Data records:
'''

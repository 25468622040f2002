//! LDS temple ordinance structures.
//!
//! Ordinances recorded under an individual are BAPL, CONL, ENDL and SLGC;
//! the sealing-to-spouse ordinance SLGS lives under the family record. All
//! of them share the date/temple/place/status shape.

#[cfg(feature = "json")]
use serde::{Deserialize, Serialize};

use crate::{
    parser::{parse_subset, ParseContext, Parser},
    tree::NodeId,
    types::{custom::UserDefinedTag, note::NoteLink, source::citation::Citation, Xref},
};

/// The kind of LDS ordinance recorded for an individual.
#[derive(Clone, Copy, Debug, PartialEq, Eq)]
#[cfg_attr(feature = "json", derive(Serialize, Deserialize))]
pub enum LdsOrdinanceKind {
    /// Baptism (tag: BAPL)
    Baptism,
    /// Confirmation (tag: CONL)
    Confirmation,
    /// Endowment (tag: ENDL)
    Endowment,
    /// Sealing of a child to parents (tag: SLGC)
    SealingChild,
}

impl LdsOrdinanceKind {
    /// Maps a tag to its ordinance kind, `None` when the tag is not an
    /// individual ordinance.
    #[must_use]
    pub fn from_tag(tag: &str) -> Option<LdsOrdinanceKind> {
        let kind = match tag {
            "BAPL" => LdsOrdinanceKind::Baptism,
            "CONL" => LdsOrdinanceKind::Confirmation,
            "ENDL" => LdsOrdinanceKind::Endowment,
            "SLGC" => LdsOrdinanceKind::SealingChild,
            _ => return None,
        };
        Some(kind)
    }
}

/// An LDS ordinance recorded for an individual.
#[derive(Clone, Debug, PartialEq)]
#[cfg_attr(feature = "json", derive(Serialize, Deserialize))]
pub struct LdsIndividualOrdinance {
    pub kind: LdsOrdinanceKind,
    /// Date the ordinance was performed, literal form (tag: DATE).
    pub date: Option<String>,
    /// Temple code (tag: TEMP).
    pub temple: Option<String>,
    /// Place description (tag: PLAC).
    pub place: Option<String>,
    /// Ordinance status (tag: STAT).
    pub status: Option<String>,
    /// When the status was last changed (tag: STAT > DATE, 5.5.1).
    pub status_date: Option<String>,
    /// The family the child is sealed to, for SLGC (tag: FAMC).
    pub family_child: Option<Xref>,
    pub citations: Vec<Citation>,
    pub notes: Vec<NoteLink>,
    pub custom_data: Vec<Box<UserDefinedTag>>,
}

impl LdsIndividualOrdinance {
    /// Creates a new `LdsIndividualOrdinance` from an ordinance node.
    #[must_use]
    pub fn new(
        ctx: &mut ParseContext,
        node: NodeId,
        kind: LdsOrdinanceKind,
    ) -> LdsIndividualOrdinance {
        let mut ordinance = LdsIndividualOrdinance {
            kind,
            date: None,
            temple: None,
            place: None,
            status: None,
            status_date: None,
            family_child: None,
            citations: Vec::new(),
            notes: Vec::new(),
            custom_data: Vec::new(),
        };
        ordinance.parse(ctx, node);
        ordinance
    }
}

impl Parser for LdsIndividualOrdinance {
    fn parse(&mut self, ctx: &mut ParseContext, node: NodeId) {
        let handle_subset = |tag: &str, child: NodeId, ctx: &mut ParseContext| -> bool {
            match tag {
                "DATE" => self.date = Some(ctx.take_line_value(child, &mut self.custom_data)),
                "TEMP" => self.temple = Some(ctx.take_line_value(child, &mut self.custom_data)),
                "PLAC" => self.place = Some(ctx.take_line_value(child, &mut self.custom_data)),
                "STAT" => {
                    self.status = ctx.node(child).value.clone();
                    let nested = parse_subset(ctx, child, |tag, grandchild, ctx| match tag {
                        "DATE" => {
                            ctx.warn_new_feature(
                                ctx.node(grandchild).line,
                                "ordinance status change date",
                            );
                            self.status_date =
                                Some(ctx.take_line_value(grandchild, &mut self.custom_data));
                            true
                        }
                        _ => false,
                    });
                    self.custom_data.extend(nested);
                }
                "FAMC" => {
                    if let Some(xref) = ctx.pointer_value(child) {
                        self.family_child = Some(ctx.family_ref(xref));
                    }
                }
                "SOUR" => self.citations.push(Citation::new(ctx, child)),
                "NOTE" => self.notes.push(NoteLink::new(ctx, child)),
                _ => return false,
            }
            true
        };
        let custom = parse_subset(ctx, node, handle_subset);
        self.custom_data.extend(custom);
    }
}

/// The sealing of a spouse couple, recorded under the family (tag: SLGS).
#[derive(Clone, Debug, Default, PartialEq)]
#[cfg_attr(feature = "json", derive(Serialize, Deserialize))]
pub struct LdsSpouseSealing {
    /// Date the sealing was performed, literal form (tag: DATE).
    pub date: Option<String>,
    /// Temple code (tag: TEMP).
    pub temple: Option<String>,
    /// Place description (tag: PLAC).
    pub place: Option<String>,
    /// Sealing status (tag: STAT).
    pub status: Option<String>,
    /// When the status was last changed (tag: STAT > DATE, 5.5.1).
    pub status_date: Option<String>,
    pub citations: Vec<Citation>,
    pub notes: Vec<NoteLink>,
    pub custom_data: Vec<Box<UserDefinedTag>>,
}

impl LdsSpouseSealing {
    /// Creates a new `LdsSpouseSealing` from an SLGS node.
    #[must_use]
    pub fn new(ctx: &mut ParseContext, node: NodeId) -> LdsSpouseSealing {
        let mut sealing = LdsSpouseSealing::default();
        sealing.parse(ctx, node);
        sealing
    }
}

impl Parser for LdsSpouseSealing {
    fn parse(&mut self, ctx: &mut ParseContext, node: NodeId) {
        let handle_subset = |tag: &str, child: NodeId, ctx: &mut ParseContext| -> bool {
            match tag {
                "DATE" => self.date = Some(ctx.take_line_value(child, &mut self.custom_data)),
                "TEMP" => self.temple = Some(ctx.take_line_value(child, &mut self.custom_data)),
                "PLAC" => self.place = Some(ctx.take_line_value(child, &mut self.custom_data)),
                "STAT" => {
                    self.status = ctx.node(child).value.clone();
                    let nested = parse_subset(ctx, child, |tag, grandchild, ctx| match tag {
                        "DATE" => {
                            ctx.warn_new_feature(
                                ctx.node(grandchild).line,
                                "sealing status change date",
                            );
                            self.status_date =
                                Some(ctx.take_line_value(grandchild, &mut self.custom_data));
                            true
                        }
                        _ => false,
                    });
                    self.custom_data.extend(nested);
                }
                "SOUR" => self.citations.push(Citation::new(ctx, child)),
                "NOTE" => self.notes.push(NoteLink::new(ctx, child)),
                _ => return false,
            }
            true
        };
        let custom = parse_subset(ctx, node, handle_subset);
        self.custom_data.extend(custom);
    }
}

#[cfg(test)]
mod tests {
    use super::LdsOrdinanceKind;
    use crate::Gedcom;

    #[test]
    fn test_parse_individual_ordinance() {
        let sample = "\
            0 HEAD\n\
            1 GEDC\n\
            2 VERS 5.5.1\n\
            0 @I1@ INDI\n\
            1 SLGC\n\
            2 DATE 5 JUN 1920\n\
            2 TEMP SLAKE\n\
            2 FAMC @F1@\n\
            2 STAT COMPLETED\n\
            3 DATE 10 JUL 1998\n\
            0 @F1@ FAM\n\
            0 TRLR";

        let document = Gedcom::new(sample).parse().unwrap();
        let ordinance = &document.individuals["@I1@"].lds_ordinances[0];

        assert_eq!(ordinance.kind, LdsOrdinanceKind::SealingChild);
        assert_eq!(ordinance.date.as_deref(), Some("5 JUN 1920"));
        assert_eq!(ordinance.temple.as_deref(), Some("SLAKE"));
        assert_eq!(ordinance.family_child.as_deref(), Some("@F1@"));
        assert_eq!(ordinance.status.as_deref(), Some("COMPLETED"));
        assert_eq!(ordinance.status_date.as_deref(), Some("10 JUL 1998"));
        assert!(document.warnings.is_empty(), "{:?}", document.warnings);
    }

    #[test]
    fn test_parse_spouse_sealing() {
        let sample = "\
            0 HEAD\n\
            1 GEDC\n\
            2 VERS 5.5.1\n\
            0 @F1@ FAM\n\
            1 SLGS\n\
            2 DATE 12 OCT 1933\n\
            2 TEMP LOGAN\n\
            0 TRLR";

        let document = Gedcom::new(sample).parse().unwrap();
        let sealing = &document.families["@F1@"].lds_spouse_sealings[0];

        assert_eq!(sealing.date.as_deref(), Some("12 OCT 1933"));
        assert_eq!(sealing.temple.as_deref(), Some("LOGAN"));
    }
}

'''

→ REQUIREMENT:
Among the lines above, which hold the word "Endowment"? Report each one.

→ EXPECTED ANSWER:
    /// Endowment (tag: ENDL)
    Endowment,
            "ENDL" => LdsOrdinanceKind::Endowment,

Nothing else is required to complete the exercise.